TREM-2 is a 26kD transmembrane glycoprotein that consists of a single extracellular immunoglobulin-like domain, a transmembrane region with a charged lysine residue and a short cytoplasmic tail. It associates with DNAX-activation protein 12 (DAP12) for signaling and function. TREM-2 is expressed on immature monocyte-derived dendritic cells. After activation by microbial products or tumor necrosis factor (TNF) and TNF-related proteins, dendritic cells downregulate the expression of TREM-2. TREM-2 is also expressed by osteoclasts and microglia, where it is involved in bone modeling and brain function, respectively. Another role of TREM-2 might be promoting the removal of apoptotic cells, organic matrix and macromolecules by microglia. Defects in TREM-2 are a cause of polycystic lipomembranous osteodysplasia with sclerosing leukoencephalopathy (PLOSL), also called presenile dementia with bone cysts or Nasu-Hakola disease (NHD). TREM-2, like TREM-1, can be cleaved on the membrane to release a soluble form of TREM-2 (sTREM-2). Elevated levels of sTREM-2 in CSF of multiple sclerosis patients have been detected. This elevated level may inhibit the anti-inflammatory function of the membrane-bound receptor suggesting sTREM-2 to be a possible target for future therapies.

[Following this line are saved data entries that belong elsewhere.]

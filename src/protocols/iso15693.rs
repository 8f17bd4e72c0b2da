//! ISO/IEC 15693 (vicinity card) session: anticollision inventory, then
//! addressed read/write against a selected UID (spec §4.2, §4.6).
//!
//! Ground truth: `client/src/cmdhf15.c`'s `CmdHF15Reader`/`CmdHF15Info`
//! anticollision-then-addressed-access pattern, shared command set with
//! `frame::iso15693`.

use std::time::Duration;

use crate::error::CoreError;
use crate::frame::iso15693::{self as frame, flag};
use crate::link::{opcode, Link};

pub struct Idle;
pub struct Selected {
    pub uid: [u8; 8],
    pub dsfid: u8,
}

pub struct Iso15693Session<S> {
    state: S,
}

impl Iso15693Session<Idle> {
    pub fn new() -> Self {
        Iso15693Session { state: Idle }
    }

    /// Single-slot inventory; returns the first responder's UID/DSFID.
    pub fn inventory(
        self,
        link: &mut dyn Link,
        timeout: Duration,
    ) -> Result<Iso15693Session<Selected>, CoreError> {
        let request = frame::encode_unaddressed_request(flag::INVENTORY, frame::CMD_INVENTORY, &[0x00]);
        link.send(opcode::ISO14443A_RAW, [0, 0, 0], &request.data)?;
        let reply = link.wait(opcode::ISO14443A_RAW, timeout)?;
        let (dsfid, uid) = frame::decode_inventory_reply(&reply.data)?;
        Ok(Iso15693Session {
            state: Selected { uid, dsfid },
        })
    }
}

impl Default for Iso15693Session<Idle> {
    fn default() -> Self {
        Self::new()
    }
}

impl Iso15693Session<Selected> {
    pub fn uid(&self) -> [u8; 8] {
        self.state.uid
    }

    pub fn dsfid(&self) -> u8 {
        self.state.dsfid
    }

    pub fn read_block(
        &mut self,
        link: &mut dyn Link,
        block_no: u8,
        timeout: Duration,
    ) -> Result<Vec<u8>, CoreError> {
        let request = frame::encode_addressed_request(
            0,
            frame::CMD_READ_SINGLE_BLOCK,
            self.state.uid,
            &[block_no],
        );
        link.send(opcode::ISO14443A_RAW, [0, 0, 0], &request.data)?;
        let reply = link.wait(opcode::ISO14443A_RAW, timeout)?;
        let decoded = frame::decode_frame(&reply.data)?;
        if decoded.data.len() < 3 {
            return Err(CoreError::WrongLength {
                got: decoded.data.len(),
                expected: 3,
            });
        }
        Ok(decoded.data[1..decoded.data.len() - 2].to_vec())
    }

    pub fn write_block(
        &mut self,
        link: &mut dyn Link,
        block_no: u8,
        data: &[u8],
        timeout: Duration,
    ) -> Result<(), CoreError> {
        let mut payload = vec![block_no];
        payload.extend_from_slice(data);
        let request = frame::encode_addressed_request(
            flag::OPTION,
            frame::CMD_WRITE_SINGLE_BLOCK,
            self.state.uid,
            &payload,
        );
        link.send(opcode::ISO14443A_RAW, [0, 0, 0], &request.data)?;
        let reply = link.wait(opcode::ISO14443A_RAW, timeout)?;
        if reply.status != 0 {
            return Err(CoreError::CommandFailed(format!(
                "iso15693 write block {} failed",
                block_no
            )));
        }
        Ok(())
    }
}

Suitable for use in ELISA, Immunoprecipitation and Flow Cytometry. Other applications not tested.
Flow Cytometry: 1:50
Optimal dilutions to be determined by the researcher.
Storage and Stability:
May be stored at 4 degrees C for short-term only. Aliquot to avoid repeated freezing and thawing. Store at -20 degrees C. Aliquots are stable for 12 months. For maximum recovery of product, centrifuge the original vial after thawing and prior to removing the cap.